Questa mattina al Teatro Piccolo di Milano l’ultimo saluto a Milva, l’Artista che ha cantato e che ha vissuto la libertà.

Per riassumere la straordinaria carriera di Milva, patrimonio della musica mondiale purtroppo scomparsa sabato 24 aprile all’età di ottantuno anni, bastano due date esemplificative: il 1969 e il 1977. Nell’ultimo anno degli anni sessanta infatti la Pantera di Goro registrava la sua nona partecipazione consecutiva al Festival Di Sanremo, record ancora oggi mai eguaglio, conquistando il terzo posto con “Un sorriso” (in coppia con Don Backy). Nella seconda metà dei settanta invece faceva capolino a Palermo, al Teatro Massimo, protagonista de “I sette peccati mortali“, balletto con canto in sette parti composto da Kurt Weill con testi di Bertolt Brecht.
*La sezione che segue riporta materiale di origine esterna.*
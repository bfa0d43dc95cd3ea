//! Shared domain types for the Concierge workspace.
//!
//! Every other crate depends on this one for configuration, the shared
//! error type, conversation/tool wire types and the quota/usage model.

pub mod config;
pub mod error;
pub mod quota;
pub mod tool;
pub mod usage;

pub use error::{Error, Result};
//! Shared utility functions for provider adapters.

use cg_domain::config::ProviderAuthConfig;
use cg_domain::error::{Error, Result};

/// Convert a [`reqwest::Error`] into the domain [`Error`] type.
///
/// Timeout errors map to [`Error::Timeout`]; everything else maps to
/// [`Error::Http`].
pub(crate) fn from_reqwest(e: reqwest::Error) -> Error {
    if e.is_timeout() {
        Error::Timeout(e.to_string())
    } else {
        Error::Http(e.to_string())
    }
}

/// Resolve the API key from a [`ProviderAuthConfig`].
///
/// The plaintext `key` field wins (with a warning), then `env`. Providers
/// with neither configured run unauthenticated (local Ollama, vLLM).
pub(crate) fn resolve_api_key(auth: &ProviderAuthConfig) -> Result<Option<String>> {
    if let Some(ref key) = auth.key {
        tracing::warn!("API key loaded from plaintext config field 'key', prefer 'env'");
        return Ok(Some(key.clone()));
    }

    if let Some(ref env_var) = auth.env {
        return match std::env::var(env_var) {
            Ok(v) if !v.trim().is_empty() => Ok(Some(v)),
            _ => Err(Error::Auth(format!(
                "environment variable '{env_var}' not set or empty"
            ))),
        };
    }

    Ok(None)
}
use std::sync::Arc;

use cg_domain::config::Config;
use cg_providers::registry::ProviderRegistry;
use cg_tools::ToolRegistry;

use crate::api::auth::UserTokens;
use crate::runtime::quota::QuotaEngine;
use crate::runtime::supervisor::Supervisor;

/// Shared application state passed to all API handlers.
///
/// Fields are grouped by concern:
/// - **Core services**: config, LLM providers, tools
/// - **Dispatch & quota**: supervisor, quota engine over the usage ledger
/// - **Security**: bearer-token table
#[derive(Clone)]
pub struct AppState {
    // ── Core services ─────────────────────────────────────────────────
    pub config: Arc<Config>,
    pub llm: Arc<ProviderRegistry>,
    pub tools: Arc<ToolRegistry>,

    // ── Dispatch & quota ──────────────────────────────────────────────
    /// `None` when the default provider failed to initialize; chat then
    /// answers 503 while the quota endpoints keep working.
    pub supervisor: Option<Arc<Supervisor>>,
    pub quota: Arc<QuotaEngine>,

    // ── Security ──────────────────────────────────────────────────────
    pub tokens: Arc<UserTokens>,
}
//! Tool and agent listing.
//!
//! - `GET /v1/tools`: tool definitions from the registry
//! - `GET /v1/agents`: agent ids with the tool each is bound to

use axum::extract::State;
use axum::response::{IntoResponse, Json};

use crate::runtime::agents::AgentId;
use crate::state::AppState;

pub async fn list_tools(State(state): State<AppState>) -> impl IntoResponse {
    Json(serde_json::json!({ "tools": state.tools.list() }))
}

pub async fn list_agents() -> impl IntoResponse {
    let agents: Vec<_> = AgentId::ALL
        .iter()
        .map(|a| {
            serde_json::json!({
                "id": a.as_str(),
                "description": a.description(),
                "tool": a.tool_name(),
            })
        })
        .collect();
    Json(serde_json::json!({ "agents": agents }))
}
//! Shared fixtures: a scripted provider and an in-memory gateway.

#![allow(dead_code)]

use std::collections::VecDeque;
use std::sync::{Arc, Mutex};

use axum::body::Body;
use axum::http::{Request, StatusCode};
use axum::Router;
use sha2::{Digest, Sha256};
use tower::ServiceExt;

use cg_domain::config::{ApiUser, Config};
use cg_domain::error::{Error, Result};
use cg_domain::tool::ToolCall;
use cg_domain::usage::TokenUsage;
use cg_gateway::{api, bootstrap};
use cg_ledger::InMemoryUsageStore;
use cg_providers::registry::ProviderRegistry;
use cg_providers::{ChatRequest, ChatResponse, LlmProvider};

pub const ALICE_TOKEN: &str = "alice-token";
pub const BOB_TOKEN: &str = "bob-token";

// ── Scripted provider ────────────────────────────────────────────────

/// Credential echoed by the simulated upstream when the script runs out.
pub const UPSTREAM_SECRET: &str = "gsk_live_abc123";

pub struct ScriptedProvider {
    id: String,
    replies: Mutex<VecDeque<Result<ChatResponse>>>,
    seen: Mutex<Vec<ChatRequest>>,
}

impl ScriptedProvider {
    pub fn new(id: &str, replies: Vec<Result<ChatResponse>>) -> Self {
        Self {
            id: id.into(),
            replies: Mutex::new(replies.into()),
            seen: Mutex::new(Vec::new()),
        }
    }

    pub fn calls(&self) -> usize {
        self.seen.lock().unwrap().len()
    }
}

#[async_trait::async_trait]
impl LlmProvider for ScriptedProvider {
    async fn chat(&self, req: &ChatRequest) -> Result<ChatResponse> {
        self.seen.lock().unwrap().push(req.clone());
        self.replies.lock().unwrap().pop_front().unwrap_or_else(|| {
            Err(Error::Provider {
                provider: self.id.clone(),
                message: format!(
                    r#"HTTP 401 - {{"error":{{"message":"Invalid API Key {UPSTREAM_SECRET}"}}}}"#
                ),
            })
        })
    }

    fn provider_id(&self) -> &str {
        &self.id
    }
}

fn usage(tokens: u32) -> Option<TokenUsage> {
    Some(TokenUsage {
        prompt_tokens: 0,
        completion_tokens: tokens,
        total_tokens: tokens,
    })
}

pub fn text(content: &str, tokens: u32) -> ChatResponse {
    ChatResponse {
        content: content.into(),
        usage: usage(tokens),
        ..Default::default()
    }
}

/// A 2xx reply whose body had no usable choice.
pub fn malformed(provider: &str) -> Result<ChatResponse> {
    Err(Error::Protocol {
        provider: provider.into(),
        message: "no choices in response".into(),
    })
}

pub fn tool(name: &str, arguments: serde_json::Value, tokens: u32) -> ChatResponse {
    ChatResponse {
        tool_calls: vec![ToolCall {
            call_id: "call_0".into(),
            tool_name: name.into(),
            arguments,
        }],
        usage: usage(tokens),
        ..Default::default()
    }
}

// ── Gateway fixture ──────────────────────────────────────────────────

pub struct Gateway {
    pub app: Router,
    pub store: InMemoryUsageStore,
    pub provider: Arc<ScriptedProvider>,
}

/// Config with two users (alice, bob) authenticated by SHA-256 digests.
pub fn secured_config() -> Config {
    let mut config = Config::default();
    config.auth.users = [("alice", ALICE_TOKEN), ("bob", BOB_TOKEN)]
        .into_iter()
        .map(|(id, token)| ApiUser {
            id: id.into(),
            token_sha256: Some(hex::encode(Sha256::digest(token.as_bytes()))),
            token_env: None,
        })
        .collect();
    config
}

/// Build the router over an in-memory ledger and a scripted default provider.
pub fn gateway(config: Config, replies: Vec<ChatResponse>) -> Gateway {
    gateway_scripted(config, replies.into_iter().map(Ok).collect())
}

/// Like [`gateway`], but the script may include provider errors.
pub fn gateway_scripted(config: Config, replies: Vec<Result<ChatResponse>>) -> Gateway {
    let provider = Arc::new(ScriptedProvider::new(&config.llm.default_provider, replies));
    let mut registry = ProviderRegistry::default();
    registry.insert(provider.clone());
    build(config, registry, provider)
}

/// Build the router with no LLM provider registered.
pub fn gateway_without_llm(config: Config) -> Gateway {
    let provider = Arc::new(ScriptedProvider::new("unregistered", vec![]));
    build(config, ProviderRegistry::default(), provider)
}

fn build(config: Config, registry: ProviderRegistry, provider: Arc<ScriptedProvider>) -> Gateway {
    let store = InMemoryUsageStore::new();
    let state = bootstrap::assemble(Arc::new(config), registry, Arc::new(store.clone()))
        .expect("state assembles");
    let app = api::router(state.clone()).with_state(state);
    Gateway {
        app,
        store,
        provider,
    }
}

// ── Requests ─────────────────────────────────────────────────────────

pub fn post_json(uri: &str, token: Option<&str>, body: serde_json::Value) -> Request<Body> {
    let mut builder = Request::builder()
        .method("POST")
        .uri(uri)
        .header("content-type", "application/json");
    if let Some(token) = token {
        builder = builder.header("authorization", format!("Bearer {token}"));
    }
    builder.body(Body::from(body.to_string())).unwrap()
}

pub fn get(uri: &str, token: Option<&str>) -> Request<Body> {
    let mut builder = Request::builder().method("GET").uri(uri);
    if let Some(token) = token {
        builder = builder.header("authorization", format!("Bearer {token}"));
    }
    builder.body(Body::empty()).unwrap()
}

/// Send one request and decode the JSON body.
pub async fn send(app: &Router, req: Request<Body>) -> (StatusCode, serde_json::Value) {
    let resp = app.clone().oneshot(req).await.unwrap();
    let status = resp.status();
    let bytes = axum::body::to_bytes(resp.into_body(), usize::MAX).await.unwrap();
    let json = if bytes.is_empty() {
        serde_json::Value::Null
    } else {
        serde_json::from_slice(&bytes).unwrap()
    };
    (status, json)
}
La forza, la potenza, la peculiarità di Milva sta tutta qui, nel suo essere anello di congiunzione tra l’espressione popolare e quella più artisticamente elitaria, azzerando le distanze tra i due poli. Nessuno c’è mai riuscito nella storia della nostra cultura italiana recente, molti sono riusciti ad avvicinarsi, ma solo lei ha avuto il dono di eseguire “La filanda” e “Sono nata il 21 a Primavera” di Alda Merini con la stessa intensità, non cadendo mai nella fittissima trama dell’edulcorazione.

Non c’è mai stato infatti un approccio diversificato nel lavoro dell’artista: da “Violino tzigano” di Bixio Cherubini ad “Alexander Platz” di Franco Battiato passando per Jenny dei Pirati ne “L’opera da tre soldi” o nella Cantastorie di Luciano Berio: cambiano i contenuti, le atmosfere, il pubblico di riferimento, ma mai il rispetto, la dignità, la presunzione filo radical chic di considerare un’Opera superiore a un’altra. Discorso speculare per il Teatro; il Piccolo, La Scala, L’Ariston, luoghi dove la Nostra ha lasciato ogni centimetro della sua personalità, a prescindere dall’estrazione sociale degli spettatori che si ritrovava davanti, che siano amanti di Giorgio Streher o di Claudio Villa non fa differenza.

E poi, la libertà. La libertà di esprimere attraverso la musica anche le propria connotazione politica. “Bella ciao“, “Fischia il vento“, canzoni del popolo oggi eseguite, al massimo, dalla band fricchettona sconosciuta di turno alle 17:00 di un Concertone del Primo maggio qualsiasi, certamente non dalle cantanti di primissimo piano, sempre rigorosamente apolitiche, apartitiche, a-tutto, schiacciate dalle pressione, terrorizzate dalla gogna mediatica e dalla paura di perdere consensi. Con Milva se ne va quindi anche l’ultimissimo baluardo di libertà artistica rimasto. E noi ci sentiamo già un po’ più soli. Addio Rossa.